| REQUIREMENT |
Below are entries. Pull out all lines containing "const".
Start of Block
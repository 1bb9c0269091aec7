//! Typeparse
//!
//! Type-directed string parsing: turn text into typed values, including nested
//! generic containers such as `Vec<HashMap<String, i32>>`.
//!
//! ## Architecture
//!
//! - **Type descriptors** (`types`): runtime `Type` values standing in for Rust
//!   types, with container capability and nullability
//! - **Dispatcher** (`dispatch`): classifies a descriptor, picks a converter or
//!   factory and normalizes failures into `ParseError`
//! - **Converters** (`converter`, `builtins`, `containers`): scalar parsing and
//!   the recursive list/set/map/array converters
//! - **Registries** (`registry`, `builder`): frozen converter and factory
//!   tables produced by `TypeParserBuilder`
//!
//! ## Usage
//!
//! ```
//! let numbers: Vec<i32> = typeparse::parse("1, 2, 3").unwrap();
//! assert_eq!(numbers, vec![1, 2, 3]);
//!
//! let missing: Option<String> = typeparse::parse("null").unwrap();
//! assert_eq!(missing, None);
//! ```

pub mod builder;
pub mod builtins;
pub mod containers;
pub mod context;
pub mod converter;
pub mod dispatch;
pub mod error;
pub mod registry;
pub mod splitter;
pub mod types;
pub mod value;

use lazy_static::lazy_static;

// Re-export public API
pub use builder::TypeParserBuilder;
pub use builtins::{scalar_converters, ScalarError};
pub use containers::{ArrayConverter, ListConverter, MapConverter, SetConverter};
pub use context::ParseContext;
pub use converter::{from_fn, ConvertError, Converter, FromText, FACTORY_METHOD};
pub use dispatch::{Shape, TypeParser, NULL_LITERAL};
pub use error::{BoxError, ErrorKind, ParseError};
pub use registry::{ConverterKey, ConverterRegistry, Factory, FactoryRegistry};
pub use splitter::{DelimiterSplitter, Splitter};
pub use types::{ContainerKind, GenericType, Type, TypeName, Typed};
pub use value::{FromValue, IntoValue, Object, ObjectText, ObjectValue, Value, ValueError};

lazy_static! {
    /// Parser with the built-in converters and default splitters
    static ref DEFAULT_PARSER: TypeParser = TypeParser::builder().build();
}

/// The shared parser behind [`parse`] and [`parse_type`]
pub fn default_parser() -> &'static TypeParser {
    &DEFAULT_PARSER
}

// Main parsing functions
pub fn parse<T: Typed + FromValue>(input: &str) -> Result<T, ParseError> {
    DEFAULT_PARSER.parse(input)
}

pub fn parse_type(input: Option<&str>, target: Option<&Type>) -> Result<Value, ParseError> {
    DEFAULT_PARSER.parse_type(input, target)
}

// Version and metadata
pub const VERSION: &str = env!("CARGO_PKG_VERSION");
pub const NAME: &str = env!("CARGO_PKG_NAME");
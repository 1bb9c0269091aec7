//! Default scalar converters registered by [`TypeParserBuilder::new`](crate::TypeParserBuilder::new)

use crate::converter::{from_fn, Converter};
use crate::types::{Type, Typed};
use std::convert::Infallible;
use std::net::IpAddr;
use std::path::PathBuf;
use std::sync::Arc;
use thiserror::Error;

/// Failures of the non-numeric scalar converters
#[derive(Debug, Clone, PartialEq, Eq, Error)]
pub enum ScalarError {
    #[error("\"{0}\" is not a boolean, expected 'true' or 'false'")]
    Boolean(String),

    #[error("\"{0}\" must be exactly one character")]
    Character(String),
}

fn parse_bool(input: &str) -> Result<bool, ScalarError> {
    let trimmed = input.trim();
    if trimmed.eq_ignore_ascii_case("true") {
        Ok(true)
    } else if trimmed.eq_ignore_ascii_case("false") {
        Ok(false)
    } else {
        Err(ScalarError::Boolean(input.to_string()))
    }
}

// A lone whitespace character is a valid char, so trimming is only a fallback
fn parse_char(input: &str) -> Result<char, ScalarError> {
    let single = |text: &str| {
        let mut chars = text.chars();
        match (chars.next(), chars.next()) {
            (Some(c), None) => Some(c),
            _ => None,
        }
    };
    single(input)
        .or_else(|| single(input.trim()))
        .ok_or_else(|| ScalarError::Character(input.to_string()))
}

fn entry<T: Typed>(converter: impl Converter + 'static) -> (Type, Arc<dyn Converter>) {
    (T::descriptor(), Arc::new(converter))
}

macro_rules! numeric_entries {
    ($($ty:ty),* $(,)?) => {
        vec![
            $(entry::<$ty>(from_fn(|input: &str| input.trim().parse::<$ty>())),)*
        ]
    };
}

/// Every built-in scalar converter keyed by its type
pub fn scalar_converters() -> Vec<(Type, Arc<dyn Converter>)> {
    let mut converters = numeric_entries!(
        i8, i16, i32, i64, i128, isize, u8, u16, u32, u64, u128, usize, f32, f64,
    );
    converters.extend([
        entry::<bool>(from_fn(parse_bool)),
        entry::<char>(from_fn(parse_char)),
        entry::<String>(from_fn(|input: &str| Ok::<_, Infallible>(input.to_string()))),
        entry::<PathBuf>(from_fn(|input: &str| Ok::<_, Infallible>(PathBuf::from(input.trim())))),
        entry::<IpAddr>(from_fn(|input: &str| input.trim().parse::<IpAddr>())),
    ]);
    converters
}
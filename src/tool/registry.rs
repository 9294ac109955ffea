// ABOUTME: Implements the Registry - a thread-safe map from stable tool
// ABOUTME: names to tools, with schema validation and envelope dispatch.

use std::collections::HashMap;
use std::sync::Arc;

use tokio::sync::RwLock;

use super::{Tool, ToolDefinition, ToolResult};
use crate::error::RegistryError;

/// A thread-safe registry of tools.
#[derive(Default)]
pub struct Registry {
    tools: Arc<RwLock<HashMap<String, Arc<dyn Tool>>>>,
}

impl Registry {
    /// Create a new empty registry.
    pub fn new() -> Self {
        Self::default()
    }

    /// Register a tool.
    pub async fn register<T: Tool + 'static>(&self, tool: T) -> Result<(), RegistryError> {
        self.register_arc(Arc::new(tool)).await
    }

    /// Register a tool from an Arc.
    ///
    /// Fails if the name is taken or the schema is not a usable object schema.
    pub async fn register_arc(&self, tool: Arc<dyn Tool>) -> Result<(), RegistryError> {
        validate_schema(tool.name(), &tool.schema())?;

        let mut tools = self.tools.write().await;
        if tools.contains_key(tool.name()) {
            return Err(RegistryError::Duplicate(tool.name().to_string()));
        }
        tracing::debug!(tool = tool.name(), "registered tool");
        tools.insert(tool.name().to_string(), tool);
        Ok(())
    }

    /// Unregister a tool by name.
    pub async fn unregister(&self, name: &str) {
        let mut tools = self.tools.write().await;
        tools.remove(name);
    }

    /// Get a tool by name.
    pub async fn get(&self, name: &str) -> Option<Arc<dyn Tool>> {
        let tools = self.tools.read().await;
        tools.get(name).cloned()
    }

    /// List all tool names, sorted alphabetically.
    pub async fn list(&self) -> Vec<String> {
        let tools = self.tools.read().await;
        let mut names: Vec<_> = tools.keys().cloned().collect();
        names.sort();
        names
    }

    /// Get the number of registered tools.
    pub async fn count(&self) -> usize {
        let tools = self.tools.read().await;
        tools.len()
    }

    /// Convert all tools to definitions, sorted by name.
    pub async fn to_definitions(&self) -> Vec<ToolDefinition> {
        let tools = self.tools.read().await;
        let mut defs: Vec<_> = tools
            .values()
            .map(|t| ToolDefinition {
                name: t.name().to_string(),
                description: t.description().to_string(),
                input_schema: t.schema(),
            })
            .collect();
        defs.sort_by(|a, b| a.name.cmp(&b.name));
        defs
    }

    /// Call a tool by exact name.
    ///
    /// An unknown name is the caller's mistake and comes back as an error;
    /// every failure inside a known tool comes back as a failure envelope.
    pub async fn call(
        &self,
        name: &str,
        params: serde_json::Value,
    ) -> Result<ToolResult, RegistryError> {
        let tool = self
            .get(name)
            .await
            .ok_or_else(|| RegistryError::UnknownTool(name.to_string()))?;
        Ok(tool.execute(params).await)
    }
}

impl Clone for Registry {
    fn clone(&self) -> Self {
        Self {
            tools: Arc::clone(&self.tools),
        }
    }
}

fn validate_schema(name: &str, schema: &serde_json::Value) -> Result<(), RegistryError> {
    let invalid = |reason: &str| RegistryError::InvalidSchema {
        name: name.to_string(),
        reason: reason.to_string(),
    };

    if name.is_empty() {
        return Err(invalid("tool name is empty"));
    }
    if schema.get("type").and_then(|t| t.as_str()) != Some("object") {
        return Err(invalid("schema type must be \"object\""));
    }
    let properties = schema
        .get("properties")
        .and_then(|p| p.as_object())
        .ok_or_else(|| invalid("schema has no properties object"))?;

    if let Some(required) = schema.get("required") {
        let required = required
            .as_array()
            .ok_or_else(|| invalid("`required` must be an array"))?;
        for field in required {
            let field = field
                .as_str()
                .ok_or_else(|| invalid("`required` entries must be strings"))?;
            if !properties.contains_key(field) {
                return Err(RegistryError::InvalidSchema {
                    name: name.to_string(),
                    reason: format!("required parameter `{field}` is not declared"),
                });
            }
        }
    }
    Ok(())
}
End of Block
| RESULT FOR THIS TASK |
pub const VERSION: &str = env!("CARGO_PKG_VERSION");
pub const NAME: &str = env!("CARGO_PKG_NAME");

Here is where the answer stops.